ACS Applied Polymer Materials, vol.3, no.12, pp.6238-6251, 2021 (SCI-Expanded) identifier

  • Publication Type: Article / Article
  • Volume: 3 Issue: 12
  • Publication Date: 2021
  • Doi Number: 10.1021/acsapm.1c01058
  • Journal Name: ACS Applied Polymer Materials
  • Journal Indexes: Science Citation Index Expanded (SCI-EXPANDED), Scopus, Compendex
  • Page Numbers: pp.6238-6251
  • Keywords: cross-linker, cyclodextrins, divinyl sulfone, poly(β-Cyclodextrin), polymerization
  • Çanakkale Onsekiz Mart University Affiliated: Yes

Abstract

One-pot synthesis of poly(β-cyclodextrin) (p(β-CD)) micro-/nanoparticles was accomplished using two different cross-linkers, divinyl sulfone (DVS) as p(β-CD)-1 and trimethylolpropane glycidyl ether (TMPGDE) as p(β-CD)-2. High gravimetric yields of 84 ± 4 and 62 ± 6%, respectively, were attained for p(β-CD)-1 and p(β-CD)-2 particles. The p(β-CD)-1 and p(β-CD)-2 particles had spherical shapes with 5.09 ± 0.24 and 0.60 ± 0.01 μm diameters, respectively, and exhibited good water dispersibility at physiological pH, and their isoelectric points were calculated correspondingly to be pH 1.1 and 1.2. The surface areas of p(β-CD)-1 and p(β-CD)-2 particles were determined to be 4.76 ± 0.6 and 2.18 ± 0.2 m2/g, respectively.
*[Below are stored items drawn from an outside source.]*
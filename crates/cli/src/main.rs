use std::path::{Path, PathBuf};
use std::process::ExitCode;

use anyhow::{anyhow, Context};
use clap::{Parser, Subcommand};
use rand::{rngs::StdRng, SeedableRng};

use hotelpress::modules::publishing::document::{build_document, compose_title, ArticleInput};
use hotelpress::modules::publishing::lookup::parse_search_response;
use hotelpress::modules::publishing::models::TemplateVersion;
use hotelpress_kernel::Settings;

#[derive(Parser)]
#[clap(author, version, about = "Operator tools for hotelpress", long_about = None)]
struct Cli {
    #[clap(subcommand)]
    command: Commands,
}

#[derive(Subcommand)]
enum Commands {
    /// Load the layered configuration and report missing publishing settings.
    CheckConfig,
    /// Render an article offline from a saved affiliate search response.
    Preview {
        /// JSON file holding an affiliate search response.
        #[clap(long, value_parser)]
        hotel: PathBuf,
        #[clap(long)]
        keyword: String,
        /// short, long or random (aliases v1, v2, 1, 2 accepted).
        #[clap(long, default_value = "long")]
        version: String,
        /// Seed for title and template choice.
        #[clap(long)]
        seed: Option<u64>,
        /// Affiliate link; defaults to the record's landing URL.
        #[clap(long)]
        link: Option<String>,
    },
}

fn main() -> anyhow::Result<ExitCode> {
    // stdout carries command output only.
    tracing_subscriber::fmt()
        .with_writer(std::io::stderr)
        .with_env_filter(
            tracing_subscriber::EnvFilter::try_from_default_env()
                .unwrap_or_else(|_| tracing_subscriber::EnvFilter::new("warn")),
        )
        .try_init()
        .ok();

    let cli = Cli::parse();
    match cli.command {
        Commands::CheckConfig => check_config(),
        Commands::Preview {
            hotel,
            keyword,
            version,
            seed,
            link,
        } => {
            preview(&hotel, &keyword, &version, seed, link)?;
            Ok(ExitCode::SUCCESS)
        }
    }
}

fn check_config() -> anyhow::Result<ExitCode> {
    let settings = Settings::load().context("failed to load hotelpress settings")?;
    tracing::debug!(env = ?settings.environment, "settings loaded");

    let missing = settings.missing_publishing_settings();
    if missing.is_empty() {
        println!("configuration complete ({:?})", settings.environment);
        return Ok(ExitCode::SUCCESS);
    }

    println!("missing required settings:");
    for name in &missing {
        println!("  {name}");
    }
    Ok(ExitCode::FAILURE)
}

fn preview(
    path: &Path,
    keyword: &str,
    version: &str,
    seed: Option<u64>,
    link: Option<String>,
) -> anyhow::Result<()> {
    let raw = std::fs::read_to_string(path)
        .with_context(|| format!("failed to read {}", path.display()))?;
    let response: serde_json::Value = serde_json::from_str(&raw)
        .with_context(|| format!("{} is not valid JSON", path.display()))?;
    let hotel = parse_search_response(&response)
        .with_context(|| format!("{} holds no usable hotel", path.display()))?;

    let version = TemplateVersion::parse(version)
        .ok_or_else(|| anyhow!("unknown template version '{version}'"))?;
    let affiliate_link = link
        .or_else(|| hotel.landing_url.clone())
        .ok_or_else(|| anyhow!("record has no landing URL; pass --link"))?;

    let mut rng = match seed {
        Some(seed) => StdRng::seed_from_u64(seed),
        None => StdRng::from_entropy(),
    };
    let layout = version.resolve(&mut rng);
    let title = compose_title(keyword, &hotel, &mut rng);
    let document = build_document(
        &ArticleInput {
            keyword,
            hotel: &hotel,
            affiliate_link: &affiliate_link,
        },
        layout,
    );

    tracing::info!(?layout, hotel = %hotel.name, "article rendered");
    println!("{title}");
    println!();
    println!("{document}");
    Ok(())
}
Moreover, p(β-CD) particles were found to be biocompatible with more than 98% cell viability on human retinal pigment epithelial (ARPE-19) cells at 0.1 mg/mL concentration. Also, p(β-CD)-1 particles exhibited 52.81 ± 9.5% Fe(II) chelation capacity at 1.0 mg/mL concentration. The hemolysis and coagulation tests revealed that p(β-CD)-1 particles possessed excellent blood compatibility with a 1.18 ± 0.60% hemolysis ratio and a 92.02 ± 1.02% clotting index even at 2.0 mg/mL concentration, whereas the safety limit of p(β-CD)-2 particles for blood interactions was determined to be 0.5 mg/mL. The in vitro drug release performances of p(β-CD)-1 and p(β-CD)-2 particles for hydrophobic acyclovir and hydrophilic vancomycin model drugs at pH 7.4 PBS showed sustained releases of 2.14 ± 0.34 and 1.34 ± 0.43 mg/g acyclovir and 51.90 ± 1.09 and 61.26 ± 3.71 mg/g vancomycin within 24 h, respectively. Kinetic modeling of experimental release data revealed the best fit for drug release from p(β-CD) particles mediated by the Korsmeyer-Peppas model.